# Stevens shotguns for $150 bucks!



## Meangreen (Dec 6, 2012)

Cheaper than dirt has Stevens defense shotguns for $150 and free shipping.

Stevens 12 Gauge Shotgun STV350 Black with Ghost Ring Sights 18951


----------



## AquaHull (Jun 10, 2012)

Not a bad deal at all for some Chinese Iron.


----------



## Meangreen (Dec 6, 2012)

AquaHull said:


> Not a bad deal at all for some Chinese Iron.


I'm thinking trunk gun or stash with other supplies gun.


----------



## Old Man (Dec 10, 2012)

Meangreen said:


> Cheaper than dirt has Stevens defense shotguns for $150 and free shipping.
> 
> Stevens 12 Gauge Shotgun STV350 Black with Ghost Ring Sights 18951


It's a great buy, but for me I don't buy anything from Cheaper than dirt after the price hiking they did after the CT shooting.


----------



## dannydefense (Oct 9, 2013)

Don't support CTD. They have turned their backs on us every single time they have been under pressure to do so. They're a bunch of cowards.


----------



## PalmettoTree (Jun 8, 2013)

I have one with the short and long barrel. If you are left handed like me I would not buy it because if the safety location. Otherwise buy it. If you are short with a short reach like me you will need to have the stock cut down like I had to. Otherwise buy it.


----------



## retired guard (Mar 7, 2013)

I see the Stevens is out of stock But that they list the Mossberg 500 and the RIA M5 both of which have been good for me.


----------



## Meangreen (Dec 6, 2012)

retired guard said:


> I see the Stevens is out of stock But that they list the Mossberg 500 and the RIA M5 both of which have been good for me.


I must have got the last one!

They have the Rock Island for the same price.

http://www.cheaperthandirt.com/product/GUN-329


----------



## retired guard (Mar 7, 2013)

Congratulations enjoy it and keep us posted on how she works for you.


----------



## jimb1972 (Nov 12, 2012)

Buds has an ASI shotgun for $179 delivered, I would imagine shipping from CTD is as much or more than the difference. I personally will no longer do business with CTD.


----------



## Meangreen (Dec 6, 2012)

jimb1972 said:


> Buds has an ASI shotgun for $179 delivered, I would imagine shipping from CTD is as much or more than the difference. I personally will no longer do business with CTD.


Shipping is free


----------



## bigdogbuc (Mar 23, 2012)

Meangreen said:


> Cheaper than dirt has Stevens defense shotguns for $150 and free shipping.
> 
> Stevens 12 Gauge Shotgun STV350 Black with Ghost Ring Sights 18951


I have this same one. A long time friend gave it to me, new in the box because he didn't have room for it in his safe and he didn't want to lug it to the gun show. I love mine. Had a 320 once but had to sell it. Really liked that one too, but I like the pistol grip better.


----------



## GTGallop (Nov 11, 2012)

Question...
Almost all of these still have space under the barrel for a LONGER mag tube? I can understand why you don't want a longer tube on a hunting gun (added weight and you still only get 3 rounds). But for the life of me, I can't see why they don't use the FULL area under the 18" or 20" barrel like Mossberg does on their 590 series.

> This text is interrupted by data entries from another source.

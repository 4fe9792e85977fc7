//! Registry Ops - 容器化 registry 服务的部署与运维工具
//!
//! 两个入口共用本库：
//! - `registry-deploy`：单次部署流水线
//! - `registry-ops`：管理命令分发

pub mod config;
pub mod console;
pub mod domain;
pub mod error;
pub mod infra;
pub mod services;
pub mod state;

pub use config::OpsConfig;
pub use error::{OpsError, OpsResult};

use std::process::ExitCode;
use tracing_subscriber::EnvFilter;

/// 初始化日志：`RUST_LOG` 优先，否则默认 warn（`--verbose` 时 debug），输出到 stderr
pub fn init_tracing(verbose: bool) {
    let default_level = if verbose { "debug" } else { "warn" };
    let env_filter =
        EnvFilter::try_from_default_env().unwrap_or_else(|_| EnvFilter::new(default_level));
    let _ = tracing_subscriber::fmt()
        .with_env_filter(env_filter)
        .with_writer(std::io::stderr)
        .with_target(false)
        .try_init();
}

/// 把命令结果映射为进程退出码
pub fn exit_code_for(result: &OpsResult<()>) -> ExitCode {
    match result {
        Ok(()) => ExitCode::SUCCESS,
        Err(e) => ExitCode::from(e.exit_code()),
    }
}

/// 构造单线程 tokio runtime 并执行
pub fn block_on<F>(future: F) -> OpsResult<()>
where
    F: std::future::Future<Output = OpsResult<()>>,
{
    tokio::runtime::Builder::new_current_thread()
        .enable_all()
        .build()?
        .block_on(future)
}
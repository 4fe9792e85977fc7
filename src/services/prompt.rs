//! 交互式确认
//!
//! 破坏性操作前的确认与文件名输入都经过 `Prompter`，测试中用脚本化实现替代终端

use std::io::{BufRead, Write};

/// 交互输入能力
pub trait Prompter: Send + Sync {
    /// 显示提示并读取一行输入；输入结束（EOF）时返回 None
    fn ask(&self, prompt: &str) -> Option<String>;

    /// 需要键入 `yes` 才返回 true
    fn confirm(&self, prompt: &str) -> bool {
        self.ask(&format!("{} (type 'yes' to continue): ", prompt))
            .map(|answer| is_affirmative(&answer))
            .unwrap_or(false)
    }
}

/// 只接受 `yes`（忽略大小写和首尾空白）
pub fn is_affirmative(answer: &str) -> bool {
    answer.trim().eq_ignore_ascii_case("yes")
}

/// 终端实现
pub struct TerminalPrompter;

impl Prompter for TerminalPrompter {
    fn ask(&self, prompt: &str) -> Option<String> {
        print!("{}", prompt);
        let _ = std::io::stdout().flush();

        let mut line = String::new();
        match std::io::stdin().lock().read_line(&mut line) {
            Ok(0) | Err(_) => None,
            Ok(_) => Some(line.trim_end_matches(['\r', '\n']).to_string()),
        }
    }
}
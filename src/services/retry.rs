//! Bounded polling
//!
//! `poll_until` runs a probe at most `max_attempts` times, sleeping `interval`
//! between attempts, and stops at the first result accepted by the predicate.

use std::future::Future;
use std::time::Duration;
use tokio::time::{sleep, Instant};

use crate::config::PollConfig;

/// Result of a bounded poll
#[derive(Debug)]
pub enum PollResult<T> {
    /// Accepted on attempt `attempt` (1-based)
    Ready { value: T, attempt: u32 },
    /// Every attempt was rejected; carries the last probe result
    Exhausted { last: Option<T>, attempts: u32, elapsed: Duration },
}

impl<T> PollResult<T> {
    pub fn is_ready(&self) -> bool {
        matches!(self, PollResult::Ready { .. })
    }
}

/// Poll `probe` until `accept` returns true or the attempts run out.
///
/// `on_attempt` is called after each rejected attempt with the attempt number,
/// which callers use for progress output.
pub async fn poll_until<T, P, Fut, A, R>(
    config: PollConfig,
    mut probe: P,
    accept: A,
    mut on_attempt: R,
) -> PollResult<T>
where
    P: FnMut() -> Fut,
    Fut: Future<Output = T>,
    A: Fn(&T) -> bool,
    R: FnMut(u32, &T),
{
    let started = Instant::now();
    let mut last = None;

    for attempt in 1..=config.max_attempts {
        let value = probe().await;
        if accept(&value) {
            return PollResult::Ready { value, attempt };
        }
        on_attempt(attempt, &value);
        last = Some(value);

        if attempt < config.max_attempts {
            sleep(config.interval).await;
        }
    }

    PollResult::Exhausted {
        last,
        attempts: config.max_attempts,
        elapsed: started.elapsed(),
    }
}

#[cfg(test)]
mod tests {
    use super::*;
    use std::sync::atomic::{AtomicU32, Ordering};
    use std::sync::Arc;

    fn config(attempts: u32, secs: u64) -> PollConfig {
        PollConfig {
            interval: Duration::from_secs(secs),
            max_attempts: attempts,
        }
    }

    #[tokio::test(start_paused = true)]
    async fn test_stops_on_first_success() {
        let calls = Arc::new(AtomicU32::new(0));
        let counter = calls.clone();
        let started = Instant::now();

        let result = poll_until(
            config(60, 2),
            || {
                let counter = counter.clone();
                async move { counter.fetch_add(1, Ordering::SeqCst) + 1 }
            },
            |n| *n == 3,
            |_, _| {},
        )
        .await;

        assert!(matches!(result, PollResult::Ready { value: 3, attempt: 3 }));
        assert_eq!(calls.load(Ordering::SeqCst), 3);
        // two sleeps between three probes
        assert!(started.elapsed() >= Duration::from_secs(4));
        assert!(started.elapsed() < Duration::from_secs(6));
    }

    #[tokio::test(start_paused = true)]
    async fn test_exhausts_after_max_attempts() {
        let calls = Arc::new(AtomicU32::new(0));
        let counter = calls.clone();
        let mut reported = Vec::new();

        let result = poll_until(
            config(60, 2),
            || {
                let counter = counter.clone();
                async move {
                    counter.fetch_add(1, Ordering::SeqCst);
                    false
                }
            },
            |ok| *ok,
            |attempt, _| reported.push(attempt),
        )
        .await;

        match result {
            PollResult::Exhausted { attempts, elapsed, last } => {
                assert_eq!(attempts, 60);
                assert_eq!(last, Some(false));
                // 59 intervals of 2s, no trailing sleep
                assert!(elapsed >= Duration::from_secs(118));
                assert!(elapsed < Duration::from_secs(120));
            }
            other => panic!("expected exhaustion, got {:?}", other),
        }
        assert_eq!(calls.load(Ordering::SeqCst), 60);
        assert_eq!(reported, (1..=60).collect::<Vec<_>>());
    }

    #[tokio::test(start_paused = true)]
    async fn test_first_attempt_success_does_not_sleep() {
        let started = Instant::now();
        let result = poll_until(config(5, 2), || async { "pong" }, |_| true, |_, _| {}).await;
        assert!(result.is_ready());
        assert_eq!(started.elapsed(), Duration::ZERO);
    }
}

Who ever picked up a Home Defense shotgun going into a potentially hostile situation where your family was at risk and said, "Yeah... Nine rounds is just WAAAY too much. Do you have a gun that only holds five?" Ok.... Maybe Joe Biden would say that, but that ought to be proof enough that 5 when you can have 9 is not the best decision.


----------